Malik a hérité de l’entreprise dans une période de troubles, malgré ses fondations solides, elle est fragilisée par la stagnation des affaires. Depuis sa nomination en tant que PDG, l’héritier fait face à des défis importants pour redresser Cevital. Contrairement à son père, figure visionnaire et entrepreneur infatigable, Malik peine à relancer l’entreprise, particulièrement après les récentes turbulences économiques et politiques. L’enjeu est d’autant plus crucial que le jeune Rebrab doit aussi assurer une transition générationnelle réussie, un défi que de nombreux conglomérats familiaux rencontrent à travers le monde.
Le fait que Cevital reste largement centré sur des secteurs traditionnels tels que l’acier et l’agroalimentaire soulève des questions quant à la capacité d’innovation et de diversification du groupe sous sa direction.Il fait face à des défis de taille, comme la modernisation des infrastructures et la gestion de certains projets controversés, notamment l’usine de Sétif, qui, bien qu’innovante, a suscité des réactions mitigées en raison de ses coûts élevés. La question qui demeure est, Malik Rebrab sera-t-il capable de restaurer la grandeur de l’entreprise familiale, ou la chute de fortune de son père marquera-t-elle la fin de l’hégémonie de Cevital ?
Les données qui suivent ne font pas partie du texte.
//! Text and JSON renderers for CLI output.
//!
//! Every renderer writes to a caller-supplied writer so output can be
//! captured in tests.

use crate::config::CogmemConfig;
use crate::models::{
    ConsolidationStats, MemoryHit, MemoryId, MemoryRecord, MemorySummary, SharedContext,
};
use serde::Serialize;
use std::io::{self, Write};
use std::str::FromStr;

/// Maximum characters of content shown in table rows.
const PREVIEW_CHARS: usize = 100;

/// Output format for commands that print records.
#[derive(Debug, Clone, Copy, Default, PartialEq, Eq)]
pub enum OutputFormat {
    /// Human-readable table (default).
    #[default]
    Table,
    /// Pretty-printed JSON.
    Json,
}

impl FromStr for OutputFormat {
    type Err = std::convert::Infallible;

    fn from_str(s: &str) -> Result<Self, Self::Err> {
        Ok(match s.to_lowercase().as_str() {
            "json" => Self::Json,
            _ => Self::Table,
        })
    }
}

/// Formats epoch seconds as a UTC date-time, falling back to the raw number.
#[must_use]
pub fn format_timestamp(secs: u64) -> String {
    i64::try_from(secs)
        .ok()
        .and_then(|s| chrono::DateTime::from_timestamp(s, 0))
        .map_or_else(
            || secs.to_string(),
            |dt| dt.format("%Y-%m-%d %H:%M:%S UTC").to_string(),
        )
}

fn preview(content: &str) -> String {
    if content.chars().count() > PREVIEW_CHARS {
        let cut: String = content.chars().take(PREVIEW_CHARS).collect();
        format!("{cut}...")
    } else {
        content.to_string()
    }
}

/// Writes any serializable value as pretty JSON.
///
/// # Errors
///
/// Returns an error if serialization or writing fails.
pub fn write_json<W: Write, T: Serialize + ?Sized>(
    writer: &mut W,
    value: &T,
) -> Result<(), Box<dyn std::error::Error>> {
    let json = serde_json::to_string_pretty(value)?;
    writeln!(writer, "{json}")?;
    Ok(())
}

/// Writes a newly stored record.
///
/// # Errors
///
/// Returns an error if writing fails.
pub fn write_stored<W: Write>(writer: &mut W, record: &MemoryRecord) -> io::Result<()> {
    writeln!(writer, "Memory stored:")?;
    writeln!(writer, "  ID: {}", record.id)?;
    writeln!(writer, "  Kind: {}", record.kind)?;
    writeln!(writer, "  Importance: {:.2}", record.importance)?;
    writeln!(writer, "  Valence: {}", record.valence)?;
    if !record.collaboration.is_empty() {
        let hints: Vec<String> = record.collaboration.iter().map(ToString::to_string).collect();
        writeln!(writer, "  Hints: {}", hints.join(", "))?;
    }
    Ok(())
}

/// Writes the outcome of a delete. An unknown ID is reported, not an error.
///
/// # Errors
///
/// Returns an error if writing fails.
pub fn write_deleted<W: Write>(
    writer: &mut W,
    agent: &str,
    id: &MemoryId,
    found: bool,
) -> io::Result<()> {
    if found {
        writeln!(writer, "Deleted memory {id}")
    } else {
        writeln!(writer, "Memory {id} not found for agent '{agent}'")
    }
}

/// Writes retrieval hits as a table.
///
/// # Errors
///
/// Returns an error if writing fails.
pub fn write_hits_table<W: Write>(writer: &mut W, hits: &[MemoryHit]) -> io::Result<()> {
    writeln!(writer, "Found {} memories:", hits.len())?;
    for hit in hits {
        writeln!(writer)?;
        writeln!(
            writer,
            "  [{:.2}] {} ({}, {})",
            hit.score, hit.record.id, hit.record.kind, hit.record.valence
        )?;
        writeln!(writer, "       {}", preview(&hit.record.content))?;
    }
    Ok(())
}

/// Writes consolidation results.
///
/// # Errors
///
/// Returns an error if writing fails.
pub fn write_stats<W: Write>(writer: &mut W, stats: &ConsolidationStats) -> io::Result<()> {
    writeln!(writer, "Consolidation complete: {}", stats.summary())
}

/// Writes the memory summary.
///
/// # Errors
///
/// Returns an error if writing fails.
pub fn write_summary<W: Write>(
    writer: &mut W,
    agent_id: &str,
    summary: &MemorySummary,
) -> io::Result<()> {
    writeln!(writer, "Memory status for agent '{agent_id}'")?;
    writeln!(writer)?;
    writeln!(
        writer,
        "  Episodic:   {} / {}",
        summary.episodic, summary.capacity
    )?;
    writeln!(writer, "  Semantic:   {}", summary.semantic)?;
    writeln!(writer, "  Identity:   {}", summary.identity)?;
    writeln!(writer, "  Stored:     {}", summary.total_memories)?;
    writeln!(writer, "  Efficiency: {:.2}", summary.efficiency)?;
    writeln!(
        writer,
        "  Last consolidation: {}",
        format_timestamp(summary.last_consolidation)
    )?;
    if !summary.traits.is_empty() {
        writeln!(writer)?;
        writeln!(writer, "  Traits:")?;
        for (name, strength) in &summary.traits {
            writeln!(writer, "    {name:<12} {strength:.2}")?;
        }
    }
    if !summary.partners.is_empty() {
        writeln!(writer)?;
        writeln!(writer, "  Partners: {}", summary.partners.join(", "))?;
    }
    Ok(())
}

/// Writes the shared context.
///
/// # Errors
///
/// Returns an error if writing fails.
pub fn write_context<W: Write>(writer: &mut W, context: &SharedContext) -> io::Result<()> {
    writeln!(writer, "Dominant valence: {}", context.dominant_valence)?;
    if !context.top_traits.is_empty() {
        let traits: Vec<String> = context
            .top_traits
            .iter()
            .map(|(name, strength)| format!("{name} ({strength:.2})"))
            .collect();
        writeln!(writer, "Top traits: {}", traits.join(", "))?;
    }
    if !context.patterns.is_empty() {
        writeln!(writer, "Patterns: {}", context.patterns.join(", "))?;
    }
    writeln!(writer, "Recent memories:")?;
    for record in &context.recent {
        writeln!(
            writer,
            "  {} {} {}",
            format_timestamp(record.created_at),
            record.id,
            preview(&record.content)
        )?;
    }
    Ok(())
}

/// Writes the effective configuration.
///
/// # Errors
///
/// Returns an error if writing fails.
pub fn write_config<W: Write>(writer: &mut W, config: &CogmemConfig) -> io::Result<()> {
    let memory = &config.memory;
    writeln!(writer, "Configuration")?;
    writeln!(writer, "=============")?;
    writeln!(writer, "data_dir = {}", config.data_dir.display())?;
    writeln!(writer)?;
    writeln!(writer, "[memory]")?;
    writeln!(writer, "max_episodic = {}", memory.max_episodic)?;
    writeln!(
        writer,
        "consolidation_interval_secs = {}",
        memory.consolidation_interval_secs
    )?;
    writeln!(
        writer,
        "consolidation_volume_threshold = {}",
        memory.consolidation_volume_threshold
    )?;
    writeln!(writer, "pattern_threshold = {}", memory.pattern_threshold)?;
    writeln!(writer, "default_limit = {}", memory.default_limit)?;
    writeln!(
        writer,
        "default_min_confidence = {}",
        memory.default_min_confidence
    )?;
    writeln!(writer, "share_limit = {}", memory.share_limit)?;
    Ok(())
}
//! # Cogmem
//!
//! Per-agent memory for LLM agents.
//!
//! Cogmem keeps three kinds of memory for each agent: a bounded log of
//! episodic events, semantic patterns distilled from recurring topics, and
//! identity trait strengths corroborated by those patterns. Collaborating
//! components (attention, tone, value alignment) can nudge how new memories
//! are scored through collaboration hints.
//!
//! ## Features
//!
//! - Heuristic importance and lexical relevance scoring behind a trait seam
//! - Capacity-bounded episodic log with importance-based eviction
//! - Time and volume triggered consolidation into patterns and traits
//! - Per-agent registry with independent locking
//! - JSON snapshots for persistence across process runs
//!
//! ## Example
//!
//! ```rust
//! use cogmem::{MemoryConfig, MemoryStore, RetrieveQuery, StoreRequest};
//!
//! let mut store = MemoryStore::new(MemoryConfig::default())?;
//! store.store(StoreRequest::new("Met Alice to discuss the budget").with_entity("alice"))?;
//!
//! let hits = store.retrieve(&RetrieveQuery::new("alice budget"))?;
//! assert_eq!(hits.len(), 1);
//! # Ok::<(), cogmem::Error>(())
//! ```

#![deny(clippy::all)]
#![warn(clippy::pedantic)]
#![warn(clippy::nursery)]
#![warn(missing_docs)]
#![forbid(unsafe_code)]
#![allow(clippy::multiple_crate_versions)]

use thiserror::Error as ThisError;

// Module declarations
pub mod cli;
pub mod clock;
pub mod config;
pub mod models;
pub mod observability;
pub mod scoring;
pub mod services;
pub mod storage;

// Re-exports for convenience
pub use clock::{FakeTimeSource, SystemTimeSource, TimeSource};
pub use config::{CogmemConfig, MemoryConfig};
pub use models::{
    CollaborationHint, ConsolidationStats, MemoryHit, MemoryId, MemoryKind, MemoryRecord,
    MemorySummary, RetrieveQuery, SharedContext, StoreRequest, Valence,
};
pub use scoring::{HeuristicScorer, MemoryScorer};
pub use services::{MemoryRegistry, MemoryStore};
pub use storage::{MemoryCollection, SnapshotStore};

/// Error type for cogmem operations.
///
/// # Error Variant Triggers
///
/// | Variant | Raised When |
/// |---------|-------------|
/// | `InvalidInput` | Empty content, unknown kind or valence, out-of-range hints or thresholds, bad agent IDs |
/// | `OperationFailed` | Snapshot or config I/O fails, parsing fails, locks are poisoned |
#[derive(Debug, ThisError)]
pub enum Error {
    /// Invalid input was provided.
    ///
    /// Raised when:
    /// - Content to store is empty
    /// - A kind or valence string is not recognised
    /// - A hint value or `min_confidence` lies outside `0.0..=1.0`
    /// - The memory configuration is invalid
    /// - An agent ID is empty or unsafe for use as a file name
    #[error("invalid input: {0}")]
    InvalidInput(String),

    /// An operation failed.
    ///
    /// Raised when:
    /// - Snapshot files cannot be read, written, or parsed
    /// - The config file cannot be read or parsed
    /// - Logging or the metrics recorder cannot be installed
    /// - A registry or store lock is poisoned
    #[error("operation '{operation}' failed: {cause}")]
    OperationFailed {
        /// The operation that failed.
        operation: String,
        /// The underlying cause.
        cause: String,
    },
}

/// Result type alias for cogmem operations.
pub type Result<T> = std::result::Result<T, Error>;

/// Returns the current Unix timestamp in seconds.
///
/// Falls back to 0 if the system clock is before the Unix epoch.
///
/// # Examples
///
/// ```rust
/// use cogmem::current_timestamp;
///
/// let ts = current_timestamp();
/// assert!(ts > 0);
/// ```
#[must_use]
pub fn current_timestamp() -> u64 {
    use std::time::{SystemTime, UNIX_EPOCH};
    SystemTime::now()
        .duration_since(UNIX_EPOCH)
        .map(|d| d.as_secs())
        .unwrap_or(0)
}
L’impact de la chute de la fortune de Rebrab
La chute de la fortune de Rebrab a des répercussions bien au-delà de sa famille. Cevital, en tant que plus grand employeur privé d’Algérie, joue un rôle clé dans l’économie nationale. Avec plus de 18 000 employés, le ralentissement des activités du groupe pourrait avoir un effet domino sur l’économie locale· De nombreuses PME algériennes dépendent directement ou indirectement de Cevital, et la fragilisation du groupe risque d’aggraver la situation de ces entreprises
En outre, le ralentissement de Cevital affaiblit la capacité de l’Algérie à attirer des investissements étrangers. Issad Rebrab était souvent perçu comme un pionnier de l’entrepreneuriat algérien, facilitant la conclusion de partenariats internationaux. La stagnation actuelle de l’entreprise ébranle cette perception et limite les opportunités pour d’autres entreprises algériennes de suivre son exemple.
En un an, la fortune d’Issad Rebrab a fondu de 2,1 milliards de dollars, marquant l’une des plus grosses pertes de richesse dans le classement des milliardaires africains en 2023 du prestigieux classement Forbes. Les causes de cette chute sont multiples, allant des problèmes judiciaires à la mauvaise gestion des projets internationaux. Aujourd’hui, Cevital se trouve à un carrefour décisif. Si Malik Rebrab parvient à relancer l’entreprise, elle pourrait regagner sa place dominante dans le secteur privé algérien. Mais sans une stratégie claire et une diversification des activités, le groupe pourrait continuer à perdre de l’influence et des parts de marché.